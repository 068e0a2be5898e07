use crate::{
    authentication::{
        cryptography::{hash_password, verify_password},
        jwt::generate_jwt_session,
    },
    error::{Error, QueryError},
    form::{CredentialsForm, UserForm},
    schema::{Id, User},
};

use super::unique_violation;
use sqlx::{Pool, Postgres};

const DUPLICATE_EMAIL: &str = "user with this email already exists.";
const INVALID_CREDENTIALS: &str = "Unable to authenticate with provided credentials.";

pub async fn get_user(pool: &Pool<Postgres>, email: &str) -> Result<Option<User>, Error> {
    let row: Option<User> = sqlx::query_as("SELECT * FROM users WHERE email = $1")
        .bind(email)
        .fetch_optional(pool)
        .await
        .map_err(QueryError::from)?;

    Ok(row)
}

pub async fn get_user_by_id(pool: &Pool<Postgres>, user_id: Id) -> Result<Option<User>, Error> {
    let row: Option<User> = sqlx::query_as("SELECT * FROM users WHERE id = $1")
        .bind(user_id)
        .fetch_optional(pool)
        .await
        .map_err(QueryError::from)?;

    Ok(row)
}

/// Inserts a user whose `password` is already hashed. `None` when the email
/// is taken.
pub async fn register_user(
    email: &str,
    password: &str,
    name: &str,
    pool: &Pool<Postgres>,
) -> Result<Option<User>, Error> {
    let row: Option<User> = sqlx::query_as(
        "
        INSERT INTO users (email, password, name)
        VALUES ($1, $2, $3)
        ON CONFLICT (email) DO NOTHING RETURNING *;
    ",
    )
    .bind(email)
    .bind(password)
    .bind(name)
    .fetch_optional(pool)
    .await
    .map_err(QueryError::from)?;

    Ok(row)
}

pub async fn create_user(form: UserForm, pool: &Pool<Postgres>) -> Result<User, Error> {
    let (Some(email), Some(password), Some(name)) = (form.email, form.password, form.name) else {
        return Err(Error::field("non_field_errors", "Missing account details."));
    };

    let password = hash_password(&password)?;

    match register_user(&email, &password, &name, pool).await? {
        Some(user) => {
            log::info!("Registered user {}", user.id);
            Ok(user)
        }
        None => Err(Error::field("email", DUPLICATE_EMAIL)),
    }
}

/// Applies the fields present in `form`; a new password is re-hashed.
pub async fn update_user(
    user_id: Id,
    form: UserForm,
    pool: &Pool<Postgres>,
) -> Result<Option<User>, Error> {
    let password = match form.password {
        Some(password) => Some(hash_password(&password)?),
        None => None,
    };

    let row: Option<User> = sqlx::query_as(
        "
        UPDATE users SET
        email = COALESCE($1, email),
        name = COALESCE($2, name),
        password = COALESCE($3, password)
        WHERE id = $4
        RETURNING *
    ",
    )
    .bind(form.email)
    .bind(form.name)
    .bind(password)
    .bind(user_id)
    .fetch_optional(pool)
    .await
    .map_err(|e| unique_violation(e, "email", DUPLICATE_EMAIL))?;

    Ok(row)
}

/// Exchanges credentials for a signed session token.
pub async fn login_user(
    credentials: &CredentialsForm,
    secret: &[u8],
    lifetime_hours: i64,
    pool: &Pool<Postgres>,
) -> Result<String, Error> {
    let user = match get_user(pool, &credentials.email).await? {
        Some(user) => user,
        None => return Err(Error::field("non_field_errors", INVALID_CREDENTIALS)),
    };

    if !user.is_active || !verify_password(&credentials.password, &user.password) {
        return Err(Error::field("non_field_errors", INVALID_CREDENTIALS));
    }

    generate_jwt_session(&user, secret, lifetime_hours)
}
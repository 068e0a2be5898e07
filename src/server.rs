use std::{convert::Infallible, net::SocketAddr};

use sqlx::{migrate::Migrator, Pool, Postgres};
use warp::{Filter, Reply};

use crate::{
    error::QueryError,
    routes::{attributes, health, recipes, rejection::handle_rejection, users},
    schema::AttributeKind,
    state::State,
};

pub static MIGRATOR: Migrator = sqlx::migrate!("./migrations");

pub async fn run_migrations(pool: &Pool<Postgres>) -> Result<(), QueryError> {
    log::info!("Running migrations...");
    MIGRATOR
        .run(pool)
        .await
        .map_err(|e| QueryError::from(sqlx::Error::from(e)))?;
    log::info!("Migrations up to date");
    Ok(())
}

/// Every endpoint, with rejections rendered as JSON errors.
pub fn routes(state: State) -> impl Filter<Extract = (impl Reply,), Error = Infallible> + Clone {
    let media = warp::path("media").and(warp::fs::dir(state.config.media_root.clone()));

    health::routes()
        .or(users::routes(state.clone()))
        .unify()
        .or(recipes::routes(state.clone()))
        .unify()
        .or(attributes::routes(AttributeKind::Tag, state.clone()))
        .unify()
        .or(attributes::routes(AttributeKind::Ingredient, state))
        .unify()
        .or(media.map(Reply::into_response))
        .unify()
        .recover(handle_rejection)
        .unify()
        .with(warp::log("recipe_api"))
}

#[derive(Debug)]
pub struct ServerError {
    info: String,
}

impl std::fmt::Display for ServerError {
    fn fmt(&self, f: &mut std::fmt::Formatter<'_>) -> std::fmt::Result {
        write!(f, "{}", self.info)
    }
}

impl std::error::Error for ServerError {}

/// Serves until ctrl-c or SIGTERM.
pub async fn serve(state: State) -> Result<(), ServerError> {
    let address: SocketAddr = state.config.bind_address.parse().map_err(|e| ServerError {
        info: format!("Invalid BIND_ADDRESS {}: {e}", state.config.bind_address),
    })?;

    let (address, server) = warp::serve(routes(state))
        .try_bind_with_graceful_shutdown(address, shutdown_signal())
        .map_err(|e| ServerError {
            info: format!("Failed to bind {address}: {e}"),
        })?;

    log::info!("Server running on {address}");
    server.await;
    log::info!("Server shut down");
    Ok(())
}

async fn shutdown_signal() {
    let ctrl_c = async {
        match tokio::signal::ctrl_c().await {
            Ok(()) => log::info!("Received Ctrl+C, shutting down"),
            Err(e) => {
                log::error!("Failed to install Ctrl+C handler: {e}");
                std::future::pending::<()>().await;
            }
        }
    };

    #[cfg(unix)]
    let terminate = async {
        use tokio::signal::unix::{signal, SignalKind};

        match signal(SignalKind::terminate()) {
            Ok(mut stream) => {
                stream.recv().await;
                log::info!("Received terminate signal, shutting down");
            }
            Err(e) => {
                log::error!("Failed to install signal handler: {e}");
                std::future::pending::<()>().await;
            }
        }
    };

    #[cfg(not(unix))]
    let terminate = std::future::pending::<()>();

    tokio::select! {
        _ = ctrl_c => {},
        _ = terminate => {},
    }
}

#[cfg(test)]
mod tests {
    use super::*;
    use crate::config::Config;
    use serde_json::{json, Value};
    use sqlx::postgres::PgPoolOptions;
    use warp::http::header::WWW_AUTHENTICATE;

    /// A state whose pool never connects; fine for routes that fail before
    /// touching the database.
    fn offline_state() -> State {
        let config = Config::from_lookup(|key| match key {
            "SECRET_KEY" => Some("test-secret".to_string()),
            _ => None,
        })
        .unwrap();
        let pool = PgPoolOptions::new()
            .connect_lazy("postgres://postgres@127.0.0.1:1/none")
            .unwrap();

        State::new(pool, config)
    }

    #[tokio::test]
    async fn health_check_is_public() {
        let response = warp::test::request()
            .path("/health-check/")
            .reply(&routes(offline_state()))
            .await;

        assert_eq!(response.status(), 200);
        assert_eq!(
            serde_json::from_slice::<Value>(response.body()).unwrap(),
            json!({ "healthy": true })
        );
    }

    #[tokio::test]
    async fn trailing_slash_is_optional() {
        let response = warp::test::request()
            .path("/health-check")
            .reply(&routes(offline_state()))
            .await;

        assert_eq!(response.status(), 200);
    }

    #[tokio::test]
    async fn recipes_require_credentials() {
        let response = warp::test::request()
            .path("/recipes/")
            .reply(&routes(offline_state()))
            .await;

        assert_eq!(response.status(), 401);
        assert_eq!(response.headers()[WWW_AUTHENTICATE], "Token");
        let body: Value = serde_json::from_slice(response.body()).unwrap();
        assert_eq!(
            body["detail"],
            "Authentication credentials were not provided."
        );
    }

    #[tokio::test]
    async fn garbage_token_is_rejected() {
        let response = warp::test::request()
            .path("/tags/")
            .header("authorization", "Token not-a-jwt")
            .reply(&routes(offline_state()))
            .await;

        assert_eq!(response.status(), 401);
        let body: Value = serde_json::from_slice(response.body()).unwrap();
        assert_eq!(body["detail"], "Invalid token.");
    }

    #[tokio::test]
    async fn unknown_route_is_404() {
        let response = warp::test::request()
            .path("/nothing-here/")
            .reply(&routes(offline_state()))
            .await;

        assert_eq!(response.status(), 404);
        let body: Value = serde_json::from_slice(response.body()).unwrap();
        assert_eq!(body["detail"], "Not found.");
    }

    #[tokio::test]
    async fn wrong_method_is_405() {
        let response = warp::test::request()
            .method("DELETE")
            .path("/health-check/")
            .reply(&routes(offline_state()))
            .await;

        assert_eq!(response.status(), 405);
    }

    #[tokio::test]
    async fn registration_is_validated_before_the_database() {
        let response = warp::test::request()
            .method("POST")
            .path("/user/create/")
            .json(&json!({ "email": "not-an-email", "password": "pw" }))
            .reply(&routes(offline_state()))
            .await;

        assert_eq!(response.status(), 400);
        let body: Value = serde_json::from_slice(response.body()).unwrap();
        assert!(body.get("email").is_some());
        assert!(body.get("password").is_some());
        assert!(body.get("name").is_some());
    }

    #[tokio::test]
    async fn malformed_json_is_400() {
        let response = warp::test::request()
            .method("POST")
            .path("/user/token/")
            .header("content-type", "application/json")
            .body("{not json")
            .reply(&routes(offline_state()))
            .await;

        assert_eq!(response.status(), 400);
        let body: Value = serde_json::from_slice(response.body()).unwrap();
        assert!(body["detail"].as_str().unwrap().starts_with("JSON parse error"));
    }
}
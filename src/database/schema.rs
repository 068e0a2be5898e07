use serde::{Deserialize, Serialize};

pub type Id = i32;

/// Tags and ingredients share their schema and behaviour; this selects the
/// tables one of them lives in.
#[derive(Clone, Copy, Debug, PartialEq, Eq, Hash, Serialize, Deserialize)]
#[serde(rename_all = "snake_case")]
pub enum AttributeKind {
    Tag,
    Ingredient,
}

impl AttributeKind {
    pub fn table(&self) -> &'static str {
        match self {
            AttributeKind::Tag => "tags",
            AttributeKind::Ingredient => "ingredients",
        }
    }

    pub fn link_table(&self) -> &'static str {
        match self {
            AttributeKind::Tag => "recipe_tags",
            AttributeKind::Ingredient => "recipe_ingredients",
        }
    }

    pub fn link_column(&self) -> &'static str {
        match self {
            AttributeKind::Tag => "tag_id",
            AttributeKind::Ingredient => "ingredient_id",
        }
    }

    /// Key used for this kind in recipe payloads and list query strings.
    pub fn field(&self) -> &'static str {
        match self {
            AttributeKind::Tag => "tags",
            AttributeKind::Ingredient => "ingredients",
        }
    }
}

#[derive(sqlx::FromRow, Debug, Clone, Serialize)]
pub struct User {
    pub id: Id,
    pub email: String,
    #[serde(skip_serializing)]
    pub password: String,
    pub name: String,
    #[serde(skip_serializing)]
    pub is_active: bool,
}

/// Public representation of an account; the password never leaves the server.
#[derive(Debug, Clone, Serialize, Deserialize, PartialEq)]
pub struct UserProfile {
    pub email: String,
    pub name: String,
}

impl From<User> for UserProfile {
    fn from(value: User) -> Self {
        Self {
            email: value.email,
            name: value.name,
        }
    }
}

#[derive(sqlx::FromRow, Debug, Clone, Serialize, Deserialize, PartialEq)]
pub struct Attribute {
    pub id: Id,
    pub name: String,
}

#[derive(sqlx::FromRow, Debug, Clone)]
pub struct AttributeRow {
    pub id: Id,
    pub name: String,
    pub count: i64,
}

impl From<AttributeRow> for Attribute {
    fn from(value: AttributeRow) -> Self {
        Self {
            id: value.id,
            name: value.name,
        }
    }
}

/// Association row joined with the attribute it points at.
#[derive(sqlx::FromRow, Debug, Clone)]
pub struct LinkedAttribute {
    pub recipe_id: Id,
    pub id: Id,
    pub name: String,
}

#[derive(sqlx::FromRow, Debug, Clone)]
pub struct Recipe {
    pub id: Id,
    pub user_id: Id,
    pub title: String,
    pub time_minutes: i32,
    pub price: String,
    pub description: String,
    pub link: String,
    pub image: Option<String>,
}

#[derive(sqlx::FromRow, Debug, Clone)]
pub struct RecipeRow {
    pub id: Id,
    pub user_id: Id,
    pub title: String,
    pub time_minutes: i32,
    pub price: String,
    pub description: String,
    pub link: String,
    pub image: Option<String>,

    pub count: i64,
}

impl From<RecipeRow> for Recipe {
    fn from(value: RecipeRow) -> Self {
        Self {
            id: value.id,
            user_id: value.user_id,
            title: value.title,
            time_minutes: value.time_minutes,
            price: value.price,
            description: value.description,
            link: value.link,
            image: value.image,
        }
    }
}

#[derive(Debug, Clone, Serialize, Deserialize, PartialEq)]
pub struct RecipeSummary {
    pub id: Id,
    pub user: Id,
    pub title: String,
    pub time_minutes: i32,
    pub price: String,
    pub link: String,
    pub tags: Vec<Attribute>,
    pub ingredients: Vec<Attribute>,
}

#[derive(Debug, Clone, Serialize, Deserialize, PartialEq)]
pub struct RecipeDetail {
    pub id: Id,
    pub user: Id,
    pub title: String,
    pub time_minutes: i32,
    pub price: String,
    pub link: String,
    pub tags: Vec<Attribute>,
    pub ingredients: Vec<Attribute>,
    pub description: String,
    pub image: Option<String>,
}

impl RecipeDetail {
    pub fn summary(self) -> RecipeSummary {
        RecipeSummary {
            id: self.id,
            user: self.user,
            title: self.title,
            time_minutes: self.time_minutes,
            price: self.price,
            link: self.link,
            tags: self.tags,
            ingredients: self.ingredients,
        }
    }
}

#[derive(Debug, Clone, Serialize, Deserialize, PartialEq)]
pub struct RecipeImage {
    pub id: Id,
    pub image: Option<String>,
}
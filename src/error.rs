use std::{
    collections::BTreeMap,
    fmt::{self, Display},
};

use serde::Serialize;
use warp::http::StatusCode;

pub use crate::database::error::QueryError;

/// Field name -> list of messages, serialized as `{"field": ["message"]}`.
pub type FieldErrors = BTreeMap<String, Vec<String>>;

#[derive(Debug, Clone)]
pub struct Error {
    pub code: u16,
    pub info: Option<String>,
    pub fields: Option<FieldErrors>,
}

#[derive(Debug, Clone, Copy, PartialEq, Eq)]
pub enum HtmlError {
    InvalidRequest,
    Unauthenticated,
    InvalidSession,
    InactiveUser,
    NotFound,
    MethodNotAllowed,
    LengthRequired,
    PayloadTooLarge,
    UnsupportedMediaType,
    Internal,
}

impl HtmlError {
    pub fn code(&self) -> u16 {
        match self {
            HtmlError::InvalidRequest => 400,
            HtmlError::Unauthenticated => 401,
            HtmlError::InvalidSession => 401,
            HtmlError::InactiveUser => 401,
            HtmlError::NotFound => 404,
            HtmlError::MethodNotAllowed => 405,
            HtmlError::LengthRequired => 411,
            HtmlError::PayloadTooLarge => 413,
            HtmlError::UnsupportedMediaType => 415,
            HtmlError::Internal => 500,
        }
    }

    fn message(&self) -> &'static str {
        match self {
            HtmlError::InvalidRequest => "Invalid request",
            HtmlError::Unauthenticated => "Authentication credentials were not provided.",
            HtmlError::InvalidSession => "Invalid token.",
            HtmlError::InactiveUser => "User inactive or deleted.",
            HtmlError::NotFound => "Not found.",
            HtmlError::MethodNotAllowed => "Method not allowed.",
            HtmlError::LengthRequired => "A Content-Length header is required.",
            HtmlError::PayloadTooLarge => "Request body is too large.",
            HtmlError::UnsupportedMediaType => "Unsupported media type in request.",
            HtmlError::Internal => "Internal server error",
        }
    }

    pub fn new(self, info: &str) -> Error {
        Error {
            code: self.code(),
            info: Some(info.to_string()),
            fields: None,
        }
    }

    pub fn default(self) -> Error {
        self.new(self.message())
    }
}

impl Error {
    pub fn fields(fields: FieldErrors) -> Self {
        Self {
            code: 400,
            info: None,
            fields: Some(fields),
        }
    }

    /// Single field validation error.
    pub fn field(name: &str, message: &str) -> Self {
        let mut fields = FieldErrors::new();
        fields.insert(name.to_string(), vec![message.to_string()]);
        Self::fields(fields)
    }

    pub fn status(&self) -> StatusCode {
        StatusCode::from_u16(self.code).unwrap_or(StatusCode::INTERNAL_SERVER_ERROR)
    }

    /// Whether the `WWW-Authenticate` challenge belongs on the response.
    pub fn is_unauthenticated(&self) -> bool {
        self.code == 401
    }

    pub fn body(&self) -> ErrorBody {
        match &self.fields {
            Some(fields) => ErrorBody::Fields(fields.clone()),
            None => ErrorBody::Detail {
                detail: self
                    .info
                    .clone()
                    .unwrap_or_else(|| String::from("Unknown error")),
            },
        }
    }
}

#[derive(Debug, Serialize)]
#[serde(untagged)]
pub enum ErrorBody {
    Detail { detail: String },
    Fields(FieldErrors),
}

impl Display for Error {
    fn fmt(&self, f: &mut fmt::Formatter<'_>) -> fmt::Result {
        match (&self.info, &self.fields) {
            (Some(info), _) => write!(f, "{} ({info})", self.code),
            (None, Some(fields)) => write!(f, "{} {fields:?}", self.code),
            (None, None) => write!(f, "{}", self.code),
        }
    }
}

impl std::error::Error for Error {}

impl warp::reject::Reject for Error {}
-=-=-=-=-
■ **TASK OBJECTIVE**
From the data above, return every line from the line that has "ON CONFLICT (email)" up to and including the line that has "if !user.is_active ||", exactly.

■ **RESPONSE TO THIS TASK**
        ON CONFLICT (email) DO NOTHING RETURNING *;
    ",
    )
    .bind(email)
    .bind(password)
    .bind(name)
    .fetch_optional(pool)
    .await
    .map_err(QueryError::from)?;

    Ok(row)
}

pub async fn create_user(form: UserForm, pool: &Pool<Postgres>) -> Result<User, Error> {
    let (Some(email), Some(password), Some(name)) = (form.email, form.password, form.name) else {
        return Err(Error::field("non_field_errors", "Missing account details."));
    };

    let password = hash_password(&password)?;

    match register_user(&email, &password, &name, pool).await? {
        Some(user) => {
            log::info!("Registered user {}", user.id);
            Ok(user)
        }
        None => Err(Error::field("email", DUPLICATE_EMAIL)),
    }
}

/// Applies the fields present in `form`; a new password is re-hashed.
pub async fn update_user(
    user_id: Id,
    form: UserForm,
    pool: &Pool<Postgres>,
) -> Result<Option<User>, Error> {
    let password = match form.password {
        Some(password) => Some(hash_password(&password)?),
        None => None,
    };

    let row: Option<User> = sqlx::query_as(
        "
        UPDATE users SET
        email = COALESCE($1, email),
        name = COALESCE($2, name),
        password = COALESCE($3, password)
        WHERE id = $4
        RETURNING *
    ",
    )
    .bind(form.email)
    .bind(form.name)
    .bind(password)
    .bind(user_id)
    .fetch_optional(pool)
    .await
    .map_err(|e| unique_violation(e, "email", DUPLICATE_EMAIL))?;

    Ok(row)
}

/// Exchanges credentials for a signed session token.
pub async fn login_user(
    credentials: &CredentialsForm,
    secret: &[u8],
    lifetime_hours: i64,
    pool: &Pool<Postgres>,
) -> Result<String, Error> {
    let user = match get_user(pool, &credentials.email).await? {
        Some(user) => user,
        None => return Err(Error::field("non_field_errors", INVALID_CREDENTIALS)),
    };

    if !user.is_active || !verify_password(&credentials.password, &user.password) {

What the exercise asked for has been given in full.